● **RECORDS TO PROCESS**:
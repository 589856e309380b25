use crate::llm::ProviderError;
use crate::prompt::OffTopic;
use axum::{
    http::StatusCode,
    response::{IntoResponse, Response},
    Json,
};
use std::time::Duration;
use thiserror::Error;
use tracing::{error, warn};
use watashi_shared::{ErrorBody, ValidationIssue};

#[derive(Debug, Error)]
pub enum RelayError {
    #[error("Invalid request format")]
    Invalid(Vec<ValidationIssue>),
    #[error(transparent)]
    OffTopic(#[from] OffTopic),
    #[error("model provider failed: {0}")]
    Provider(#[from] ProviderError),
    #[error("model provider did not respond within {}s", .0.as_secs())]
    Timeout(Duration),
}

impl RelayError {
    pub fn status(&self) -> StatusCode {
        match self {
            RelayError::Invalid(_) | RelayError::OffTopic(_) => StatusCode::BAD_REQUEST,
            RelayError::Provider(_) | RelayError::Timeout(_) => StatusCode::INTERNAL_SERVER_ERROR,
        }
    }
}

impl IntoResponse for RelayError {
    fn into_response(self) -> Response {
        let status = self.status();
        let description = self.to_string();
        let body = match self {
            RelayError::Invalid(details) => {
                warn!("Rejected request with {} validation issue(s)", details.len());
                ErrorBody {
                    error: "Invalid request format".to_string(),
                    details: Some(details),
                    message: None,
                }
            }
            RelayError::OffTopic(reason) => {
                warn!("Rejected off-topic conversation");
                ErrorBody {
                    error: reason.to_string(),
                    details: None,
                    message: None,
                }
            }
            RelayError::Provider(e) => {
                error!("Error processing request: {}", description);
                ErrorBody {
                    error: "Internal server error".to_string(),
                    details: None,
                    message: Some(e.to_string()),
                }
            }
            RelayError::Timeout(_) => {
                error!("Error processing request: {}", description);
                ErrorBody {
                    error: "Internal server error".to_string(),
                    details: None,
                    message: Some(description),
                }
            }
        };
        (status, Json(body)).into_response()
    }
}
mod app;
mod client;
mod theme;

use anyhow::Result;
use app::{App, Entry, Status};
use client::{ClientEvent, RelayClient};
use crossterm::{
    event::{self, DisableMouseCapture, EnableMouseCapture, Event, KeyCode, KeyEventKind, KeyModifiers},
    execute,
    terminal::{disable_raw_mode, enable_raw_mode, EnterAlternateScreen, LeaveAlternateScreen},
};
use ratatui::{
    backend::{Backend, CrosstermBackend},
    layout::{Constraint, Direction, Layout},
    style::{Modifier, Style},
    text::{Line, Span},
    widgets::{Block, Borders, Paragraph, Wrap},
    Frame, Terminal,
};
use std::io;
use theme::ThemeContext;
use tokio::sync::mpsc;
use tracing::info;
use watashi_shared::MessageRole;

const DEFAULT_SERVER_URL: &str = "http://127.0.0.1:3000/api/chat";

#[tokio::main]
async fn main() -> Result<()> {
    // Log to a file; the terminal belongs to the UI
    let log_file = std::fs::File::create("watashi-cli.log").ok();
    if let Some(file) = log_file {
        tracing_subscriber::fmt()
            .with_writer(file)
            .with_ansi(false)
            .init();
    }
    dotenv::dotenv().ok();

    let server_url =
        std::env::var("WATASHI_SERVER_URL").unwrap_or_else(|_| DEFAULT_SERVER_URL.to_string());
    let (client, mut event_rx) = RelayClient::new(server_url);
    info!("Using relay at {}", client.url());

    let mut theme = ThemeContext::detect();

    enable_raw_mode()?;
    let mut stdout = io::stdout();
    execute!(stdout, EnterAlternateScreen, EnableMouseCapture)?;
    let backend = CrosstermBackend::new(stdout);
    let mut terminal = Terminal::new(backend)?;

    let mut app = App::new();

    let (ui_tx, mut ui_rx) = mpsc::unbounded_channel();
    std::thread::spawn(move || {
        while let Ok(event) = event::read() {
            if ui_tx.send(event).is_err() {
                break;
            }
        }
    });

    let res = run_app(
        &mut terminal,
        &mut app,
        &mut theme,
        &client,
        &mut event_rx,
        &mut ui_rx,
    )
    .await;

    disable_raw_mode()?;
    execute!(
        terminal.backend_mut(),
        LeaveAlternateScreen,
        DisableMouseCapture
    )?;
    terminal.show_cursor()?;

    if let Err(err) = res {
        println!("{err:?}");
    }

    Ok(())
}

async fn run_app<B: Backend>(
    terminal: &mut Terminal<B>,
    app: &mut App,
    theme: &mut ThemeContext,
    client: &RelayClient,
    event_rx: &mut mpsc::UnboundedReceiver<ClientEvent>,
    ui_rx: &mut mpsc::UnboundedReceiver<Event>,
) -> Result<()> {
    loop {
        let mut max_scroll = 0;
        terminal.draw(|f| max_scroll = ui(f, app, theme))?;
        app.set_max_scroll(max_scroll);

        tokio::select! {
            Some(event) = ui_rx.recv() => {
                let Event::Key(key) = event else { continue };
                if key.kind != KeyEventKind::Press {
                    continue;
                }
                let ctrl = key.modifiers.contains(KeyModifiers::CONTROL);
                match key.code {
                    KeyCode::Char('q') if ctrl => return Ok(()),
                    KeyCode::Char('t') if ctrl => {
                        theme.cycle();
                        info!("Theme switched to {:?}", theme.mode());
                    }
                    KeyCode::Char(c) => app.input.push(c),
                    KeyCode::Backspace => {
                        app.input.pop();
                    }
                    KeyCode::Enter => {
                        if let Some(conversation) = app.submit() {
                            client.send(conversation);
                        }
                    }
                    KeyCode::Up => app.scroll_up(),
                    KeyCode::Down => app.scroll_down(),
                    _ => {}
                }
            }
            Some(event) = event_rx.recv() => {
                app.apply(event);
            }
        }
    }
}

/// Draws one frame and returns how far the transcript can scroll up.
fn ui(f: &mut Frame, app: &App, theme: &ThemeContext) -> u16 {
    let palette = theme.palette();
    let base = Style::default().fg(palette.text).bg(palette.background);

    let chunks = Layout::default()
        .direction(Direction::Vertical)
        .constraints([
            Constraint::Length(1),
            Constraint::Min(3),
            Constraint::Length(3),
        ])
        .split(f.area());

    let (status_text, status_color) = match &app.status {
        Status::Idle => ("● Ready".to_string(), palette.ok),
        Status::Waiting => ("● Waiting for reply...".to_string(), palette.busy),
        Status::Streaming => ("● Receiving...".to_string(), palette.busy),
        Status::Error(e) => (format!("● Error: {}", e), palette.error),
    };
    let status = Paragraph::new(Line::from(vec![
        Span::styled(status_text, Style::default().fg(status_color)),
        Span::raw("   "),
        Span::styled(
            format!("theme: {} (Ctrl-T)", theme.label()),
            Style::default().fg(palette.border),
        ),
    ]))
    .style(base);
    f.render_widget(status, chunks[0]);

    let mut lines: Vec<Line> = Vec::new();
    for entry in &app.transcript {
        match entry {
            Entry::Message(msg) => push_message(&mut lines, msg.role, &msg.content, theme),
            Entry::Notice(text) => {
                lines.push(Line::from(Span::styled(
                    text.clone(),
                    Style::default().fg(palette.notice).add_modifier(Modifier::ITALIC),
                )));
                lines.push(Line::from(""));
            }
        }
    }
    if let Some(streaming) = app.streaming_message() {
        let content = if streaming.is_empty() { "●●●" } else { streaming };
        push_message(&mut lines, MessageRole::Assistant, content, theme);
    }

    // Keep the newest lines in view unless the user scrolled up
    let visible = chunks[1].height.saturating_sub(2);
    let total = u16::try_from(lines.len()).unwrap_or(u16::MAX);
    let max_scroll = total.saturating_sub(visible);
    let offset = max_scroll.saturating_sub(app.scroll);

    let messages = Paragraph::new(lines)
        .block(
            Block::default()
                .borders(Borders::ALL)
                .border_style(Style::default().fg(palette.border))
                .title("Watashi AI"),
        )
        .style(base)
        .wrap(Wrap { trim: false })
        .scroll((offset, 0));
    f.render_widget(messages, chunks[1]);

    let input = Paragraph::new(app.input.as_str())
        .block(
            Block::default()
                .borders(Borders::ALL)
                .border_style(Style::default().fg(palette.border))
                .title("Ask me anything... (Enter to send, Ctrl-Q to quit)"),
        )
        .style(base)
        .wrap(Wrap { trim: true });
    f.render_widget(input, chunks[2]);
    max_scroll
}

fn push_message<'a>(lines: &mut Vec<Line<'a>>, role: MessageRole, content: &'a str, theme: &ThemeContext) {
    let palette = theme.palette();
    let (prefix, color) = match role {
        MessageRole::System => ("System", palette.notice),
        MessageRole::User => ("You", palette.user),
        MessageRole::Assistant => ("Watashi AI", palette.assistant),
    };
    lines.push(Line::from(Span::styled(
        format!("{}:", prefix),
        Style::default().fg(color).add_modifier(Modifier::BOLD),
    )));
    for line in content.lines() {
        lines.push(Line::from(Span::raw(line)));
    }
    lines.push(Line::from(""));
}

● **TASK REQUIREMENTS**: Search the preceding listing for "Length", then copy every line that holds it.

● **SOLVED EXERCISE**:
            Constraint::Length(1),
            Constraint::Length(3),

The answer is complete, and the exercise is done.